Effects in Premature Infants of Normalizing Breath H2 Concentrations with CO2

Abstract

Interval sampling of expired breath samples from the anterior nares is a feasible and noninvasive method for detecting elevated breath H₂ and thus colonic carbohydrate fermentation, especially in nontherapeutic research studies of healthy premature infants. However, there may be a risk of falsely low breath H₂ concentration and an unacceptable experimental error due to contamination with room air as well as with dead space air. We studied ten premature infants (28–32 week gestational age and 2–4 weeks postnatal age) who were receiving either a proprietary formula containing equal proportions of lactose and glucose polymer, or a similar formula in which lactose was the sole carbohydrate. In 70 breath samples (obtained 30–180 min after feeding) we assessed the coefficient of variation in breath hydrogen concentration among three aliquots obtained over a 3–5 min interval. Breath was collected from the anterior nares.
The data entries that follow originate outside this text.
// Licensed to the Apache Software Foundation (ASF) under one
// or more contributor license agreements.  See the NOTICE file
// distributed with this work for additional information
// regarding copyright ownership.  The ASF licenses this file
// to you under the Apache License, Version 2.0 (the
// "License"); you may not use this file except in compliance
// with the License.  You may obtain a copy of the License at
//
//   http://www.apache.org/licenses/LICENSE-2.0
//
// Unless required by applicable law or agreed to in writing,
// software distributed under the License is distributed on an
// "AS IS" BASIS, WITHOUT WARRANTIES OR CONDITIONS OF ANY
// KIND, either express or implied.  See the License for the
// specific language governing permissions and limitations
// under the License.
use crate::hashagg_config::config as hashagg_app_config;

pub(crate) fn log_filter() -> String {
    hashagg_app_config()
        .ok()
        .map(|c| c.effective_log_filter())
        .unwrap_or_else(|| "info".to_string())
}

pub(crate) fn state_arena_block_size() -> usize {
    hashagg_app_config()
        .ok()
        .map(|c| c.runtime.state_arena_block_size)
        .unwrap_or(64 * 1024)
}

pub(crate) fn streaming_queue_capacity() -> usize {
    hashagg_app_config()
        .ok()
        .map(|c| c.runtime.streaming_queue_capacity)
        .filter(|v| *v > 0)
        .unwrap_or(8)
}

pub(crate) fn batch_size() -> usize {
    hashagg_app_config()
        .ok()
        .map(|c| c.runtime.batch_size)
        .filter(|v| *v > 0)
        .unwrap_or(4096)
}

pub(crate) fn spill_enable() -> bool {
    hashagg_app_config()
        .ok()
        .map(|c| c.spill.enable)
        .unwrap_or(false)
}

pub(crate) fn spill_local_dirs() -> Vec<String> {
    let configured = hashagg_app_config()
        .ok()
        .map(|c| c.spill.local_dirs.clone())
        .unwrap_or_default();
    if configured.is_empty() {
        let mut default_dir = std::env::temp_dir();
        default_dir.push("hashagg-spill");
        vec![default_dir.to_string_lossy().into_owned()]
    } else {
        configured
    }
}

pub(crate) fn spill_ipc_compression() -> String {
    hashagg_app_config()
        .ok()
        .map(|c| c.spill.ipc_compression.clone())
        .unwrap_or_else(|| "lz4".to_string())
}

pub(crate) fn spill_partition_count_bits() -> u32 {
    hashagg_app_config()
        .ok()
        .map(|c| c.spill.partition_count_bits)
        .unwrap_or(4)
}

pub(crate) fn spill_agg_bytes_threshold() -> Option<usize> {
    hashagg_app_config()
        .ok()
        .and_then(|c| c.spill.agg_bytes_threshold)
}
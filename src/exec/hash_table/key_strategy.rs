// Licensed to the Apache Software Foundation (ASF) under one
// or more contributor license agreements.  See the NOTICE file
// distributed with this work for additional information
// regarding copyright ownership.  The ASF licenses this file
// to you under the Apache License, Version 2.0 (the
// "License"); you may not use this file except in compliance
// with the License.  You may obtain a copy of the License at
//
//   http://www.apache.org/licenses/LICENSE-2.0
//
// Unless required by applicable law or agreed to in writing,
// software distributed under the License is distributed on an
// "AS IS" BASIS, WITHOUT WARRANTIES OR CONDITIONS OF ANY
// KIND, either express or implied.  See the License for the
// specific language governing permissions and limitations
// under the License.
use arrow::datatypes::DataType;

#[derive(Clone, Copy, Debug, PartialEq, Eq)]
pub enum GroupKeyStrategy {
    /// No grouping keys (scalar aggregation).
    Scalar,
    /// Single fixed-width key, stored as an integer of this many bytes.
    OneNumber(usize),
    /// Row-format encoding of all key columns (multiple keys or variable width).
    Serialized,
}

pub fn pick_group_key_strategy(types: &[DataType]) -> Result<GroupKeyStrategy, String> {
    for data_type in types {
        if !is_supported_key_type(data_type) {
            return Err(format!("unsupported group by key type: {:?}", data_type));
        }
    }
    if types.is_empty() {
        return Ok(GroupKeyStrategy::Scalar);
    }
    if types.len() == 1
        && let Some(width) = fixed_width_size(&types[0])
    {
        return Ok(GroupKeyStrategy::OneNumber(width));
    }
    Ok(GroupKeyStrategy::Serialized)
}

fn is_supported_key_type(data_type: &DataType) -> bool {
    !matches!(
        data_type,
        DataType::Null
            | DataType::Dictionary(_, _)
            | DataType::RunEndEncoded(_, _)
            | DataType::Union(_, _)
            | DataType::Map(_, _)
    )
}

pub fn fixed_width_size(data_type: &DataType) -> Option<usize> {
    let width = match data_type {
        DataType::Int8 | DataType::UInt8 => 1,
        DataType::Int16 | DataType::UInt16 => 2,
        DataType::Int32 | DataType::UInt32 | DataType::Float32 | DataType::Date32 => 4,
        DataType::Int64
        | DataType::UInt64
        | DataType::Float64
        | DataType::Date64
        | DataType::Timestamp(_, _) => 8,
        DataType::Decimal128(_, _) => 16,
        _ => return None,
    };
    Some(width)
}

#[cfg(test)]
mod tests {
    use super::*;

    #[test]
    fn picks_shape_from_key_types() {
        assert_eq!(pick_group_key_strategy(&[]), Ok(GroupKeyStrategy::Scalar));
        assert_eq!(
            pick_group_key_strategy(&[DataType::Int32]),
            Ok(GroupKeyStrategy::OneNumber(4))
        );
        assert_eq!(
            pick_group_key_strategy(&[DataType::Decimal128(20, 2)]),
            Ok(GroupKeyStrategy::OneNumber(16))
        );
        assert_eq!(
            pick_group_key_strategy(&[DataType::Utf8]),
            Ok(GroupKeyStrategy::Serialized)
        );
        assert_eq!(
            pick_group_key_strategy(&[DataType::Int8, DataType::Int8]),
            Ok(GroupKeyStrategy::Serialized)
        );
        assert_eq!(
            pick_group_key_strategy(&[DataType::Boolean]),
            Ok(GroupKeyStrategy::Serialized)
        );
    }

    #[test]
    fn null_typed_key_is_a_configuration_error() {
        let err = pick_group_key_strategy(&[DataType::Int32, DataType::Null]).expect_err("null");
        assert!(err.contains("unsupported group by key type"), "err={err}");
    }
}
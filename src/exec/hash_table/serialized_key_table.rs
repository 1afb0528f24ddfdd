// Licensed to the Apache Software Foundation (ASF) under one
// or more contributor license agreements.  See the NOTICE file
// distributed with this work for additional information
// regarding copyright ownership.  The ASF licenses this file
// to you under the Apache License, Version 2.0 (the
// "License"); you may not use this file except in compliance
// with the License.  You may obtain a copy of the License at
//
//   http://www.apache.org/licenses/LICENSE-2.0
//
// Unless required by applicable law or agreed to in writing,
// software distributed under the License is distributed on an
// "AS IS" BASIS, WITHOUT WARRANTIES OR CONDITIONS OF ANY
// KIND, either express or implied.  See the License for the
// specific language governing permissions and limitations
// under the License.
//! Hash table keyed by the Arrow row encoding of all group-by columns.
//!
//! With several key columns a null value is part of the row bytes. A single key column
//! keeps its null key in a dedicated slot outside the table, serialized last.

use arrow::array::{Array, ArrayRef, new_null_array};
use arrow::datatypes::DataType;
use arrow::row::{RowConverter, SortField};
use hashbrown::HashTable;
use hashbrown::hash_table::Entry;

use crate::exec::expr::agg::AggStatePtr;
use crate::exec::hash_table::SerializedGroups;
use crate::exec::hash_table::data_container::AggregateDataContainer;
use crate::exec::hash_table::hash::{AGG_HASH_SEED, hash_bytes_with_seed, hash_null_with_seed};
use crate::exec::hash_table::key_storage::{RowKey, RowStorage};

#[derive(Clone, Copy, Debug)]
struct SerializedEntry {
    key: RowKey,
    hash: u64,
    place: AggStatePtr,
}

pub struct SerializedKeyHashTable {
    key_types: Vec<DataType>,
    converter: RowConverter,
    table: HashTable<SerializedEntry>,
    storage: RowStorage,
    container: AggregateDataContainer<RowKey>,
    null_key_data: Option<AggStatePtr>,
}

impl SerializedKeyHashTable {
    pub fn new(key_types: Vec<DataType>) -> Result<Self, String> {
        let fields = key_types
            .iter()
            .cloned()
            .map(SortField::new)
            .collect::<Vec<_>>();
        let converter = RowConverter::new(fields)
            .map_err(|e| format!("unsupported group by key types {:?}: {}", key_types, e))?;
        Ok(Self {
            key_types,
            converter,
            table: HashTable::new(),
            storage: RowStorage::new(64 * 1024),
            container: AggregateDataContainer::new(),
            null_key_data: None,
        })
    }

    /// Distinct groups, counting the null-key slot.
    pub fn size(&self) -> usize {
        self.table.len() + usize::from(self.null_key_data.is_some())
    }

    pub fn has_null_key_data(&self) -> bool {
        self.null_key_data.is_some()
    }

    pub fn bucket_bytes(&self) -> usize {
        self.table.capacity() * (std::mem::size_of::<SerializedEntry>() + 1)
    }

    pub fn container_bytes(&self) -> usize {
        self.container.memory_usage()
    }

    /// Bytes held by the serialized key storage.
    pub fn key_bytes(&self) -> usize {
        self.storage.allocated_bytes()
    }

    pub fn emplace_batch<F>(
        &mut self,
        keys: &[ArrayRef],
        max_groups: Option<usize>,
        create: &mut F,
        places: &mut Vec<AggStatePtr>,
        misses: &mut Vec<u32>,
    ) -> Result<(), String>
    where
        F: FnMut() -> Result<AggStatePtr, String>,
    {
        if keys.len() != self.key_types.len() {
            return Err(format!(
                "group key column count mismatch: expected {} got {}",
                self.key_types.len(),
                keys.len()
            ));
        }
        for (idx, (column, expected)) in keys.iter().zip(self.key_types.iter()).enumerate() {
            if column.data_type() != expected {
                return Err(format!(
                    "group key {} type mismatch: table={:?} input={:?}",
                    idx,
                    expected,
                    column.data_type()
                ));
            }
        }
        let rows = self
            .converter
            .convert_columns(keys)
            .map_err(|e| format!("encode group keys: {e}"))?;
        places.reserve(rows.num_rows());
        let nulls = match keys {
            [single] => single.logical_nulls(),
            _ => None,
        };

        let Self {
            table,
            storage,
            container,
            null_key_data,
            ..
        } = self;
        for (row, encoded) in rows.iter().enumerate() {
            let at_limit = max_groups
                .is_some_and(|m| table.len() + usize::from(null_key_data.is_some()) >= m);
            if nulls.as_ref().is_some_and(|n| n.is_null(row)) {
                match *null_key_data {
                    Some(place) => places.push(place),
                    None if at_limit => misses.push(row as u32),
                    None => {
                        let place = create()?;
                        *null_key_data = Some(place);
                        places.push(place);
                    }
                }
                continue;
            }
            let bytes = encoded.as_ref();
            let hash = hash_bytes_with_seed(AGG_HASH_SEED, bytes);
            match table.entry(hash, |e| storage.get(e.key) == bytes, |e| e.hash) {
                Entry::Occupied(entry) => places.push(entry.get().place),
                Entry::Vacant(entry) => {
                    if at_limit {
                        misses.push(row as u32);
                        continue;
                    }
                    let place = create()?;
                    let key = storage.alloc_copy(bytes);
                    entry.insert(SerializedEntry { key, hash, place });
                    container.push(key, place);
                    places.push(place);
                }
            }
        }
        Ok(())
    }

    /// Decode every stored key back into columns, in container order, null key last.
    pub fn serialize_groups(&mut self) -> Result<SerializedGroups, String> {
        let rows = self.size();
        let null_row = match self.null_key_data {
            Some(_) => Some(
                self.converter
                    .convert_columns(&[new_null_array(&self.key_types[0], 1)])
                    .map_err(|e| format!("encode null group key: {e}"))?
                    .row(0)
                    .owned(),
            ),
            None => None,
        };
        let mut encoded = Vec::with_capacity(rows);
        let mut places = Vec::with_capacity(rows);
        let mut hashes = Vec::with_capacity(rows);
        self.container.init_iterator();
        while let Some((key, place)) = self.container.next_entry() {
            let bytes = self.storage.get(key);
            hashes.push(hash_bytes_with_seed(AGG_HASH_SEED, bytes));
            encoded.push(bytes);
            places.push(place);
        }
        if let (Some(null_row), Some(place)) = (null_row.as_ref(), self.null_key_data) {
            encoded.push(null_row.as_ref());
            places.push(place);
            hashes.push(hash_null_with_seed(AGG_HASH_SEED));
        }
        let parser = self.converter.parser();
        let key_columns = self
            .converter
            .convert_rows(encoded.iter().map(|bytes| parser.parse(bytes)))
            .map_err(|e| format!("decode group keys: {e}"))?;
        Ok(SerializedGroups {
            key_columns,
            places,
            hashes,
            has_null_key: self.null_key_data.is_some(),
        })
    }

    pub fn places(&self) -> Vec<AggStatePtr> {
        let mut out = self.container.places().to_vec();
        out.extend(self.null_key_data);
        out
    }

    pub fn reset(&mut self) {
        self.table = HashTable::new();
        self.storage.clear();
        self.container.clear();
        self.null_key_data = None;
    }
}

#[cfg(test)]
mod tests {
    use super::*;
    use arrow::array::{Array, Int64Array, StringArray};
    use std::sync::Arc;

    #[test]
    fn composite_keys_resolve_and_decode() {
        let mut table =
            SerializedKeyHashTable::new(vec![DataType::Int64, DataType::Utf8]).expect("table");
        let keys: Vec<ArrayRef> = vec![
            Arc::new(Int64Array::from(vec![1, 1, 2, 1])),
            Arc::new(StringArray::from(vec![Some("a"), Some("b"), None, Some("a")])),
        ];
        let mut next = 0usize;
        let mut create = || {
            next += 8;
            Ok(next)
        };
        let mut places = Vec::new();
        let mut misses = Vec::new();
        table
            .emplace_batch(&keys, None, &mut create, &mut places, &mut misses)
            .expect("emplace");
        assert_eq!(table.size(), 3);
        assert_eq!(places[0], places[3]);
        assert!(table.key_bytes() > 0);

        let groups = table.serialize_groups().expect("serialize");
        assert_eq!(groups.places, vec![places[0], places[1], places[2]]);
        let strings = groups.key_columns[1]
            .as_any()
            .downcast_ref::<StringArray>()
            .expect("utf8");
        assert_eq!(strings.value(0), "a");
        assert_eq!(strings.value(1), "b");
        assert!(strings.is_null(2));
        assert_eq!(groups.hashes.len(), 3);
        assert!(!groups.has_null_key);
    }

    #[test]
    fn single_string_key_keeps_null_in_own_slot() {
        let mut table = SerializedKeyHashTable::new(vec![DataType::Utf8]).expect("table");
        let keys: Vec<ArrayRef> = vec![Arc::new(StringArray::from(vec![
            None,
            Some("x"),
            None,
            Some("y"),
        ]))];
        let mut next = 0usize;
        let mut create = || {
            next += 8;
            Ok(next)
        };
        let mut places = Vec::new();
        let mut misses = Vec::new();
        table
            .emplace_batch(&keys, None, &mut create, &mut places, &mut misses)
            .expect("emplace");
        assert_eq!(table.size(), 3);
        assert!(table.has_null_key_data());
        assert_eq!(places[0], places[2]);

        let groups = table.serialize_groups().expect("serialize");
        assert!(groups.has_null_key);
        assert_eq!(groups.places, vec![places[1], places[3], places[0]]);
        let strings = groups.key_columns[0]
            .as_any()
            .downcast_ref::<StringArray>()
            .expect("utf8");
        assert_eq!(strings.value(0), "x");
        assert_eq!(strings.value(1), "y");
        assert!(strings.is_null(2));

        table.reset();
        assert_eq!(table.size(), 0);
        assert!(!table.has_null_key_data());
    }

    #[test]
    fn null_slot_counts_toward_group_limit() {
        let mut table = SerializedKeyHashTable::new(vec![DataType::Utf8]).expect("table");
        let keys: Vec<ArrayRef> = vec![Arc::new(StringArray::from(vec![
            Some("a"),
            None,
            Some("b"),
            Some("a"),
        ]))];
        let mut create = || Ok(0usize);
        let mut places = Vec::new();
        let mut misses = Vec::new();
        table
            .emplace_batch(&keys, Some(2), &mut create, &mut places, &mut misses)
            .expect("emplace");
        assert_eq!(table.size(), 2);
        assert_eq!(misses, vec![2]);
        assert_eq!(places.len(), 3);
    }

    #[test]
    fn rejects_column_count_mismatch() {
        let mut table = SerializedKeyHashTable::new(vec![DataType::Int64, DataType::Int64])
            .expect("table");
        let keys: Vec<ArrayRef> = vec![Arc::new(Int64Array::from(vec![1]))];
        let mut create = || Ok(0usize);
        let err = table
            .emplace_batch(&keys, None, &mut create, &mut Vec::new(), &mut Vec::new())
            .expect_err("mismatch");
        assert!(err.contains("column count mismatch"), "err={err}");
    }
}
The interaliquot coefficient of variation averaged 11% when expressed as parts per million per 5% CO₂, compared to 19% when expressed as parts per million (Wilcoxon, p < 0.001). Mean breath hydrogen concentration at each time period using the former method (parts per million per 5% CO₂) was about 100% higher than when using the latter method. Although ventilation rate can alter alveolar CO₂, normalizing for CO₂ concentration reduces a major source of experimental error.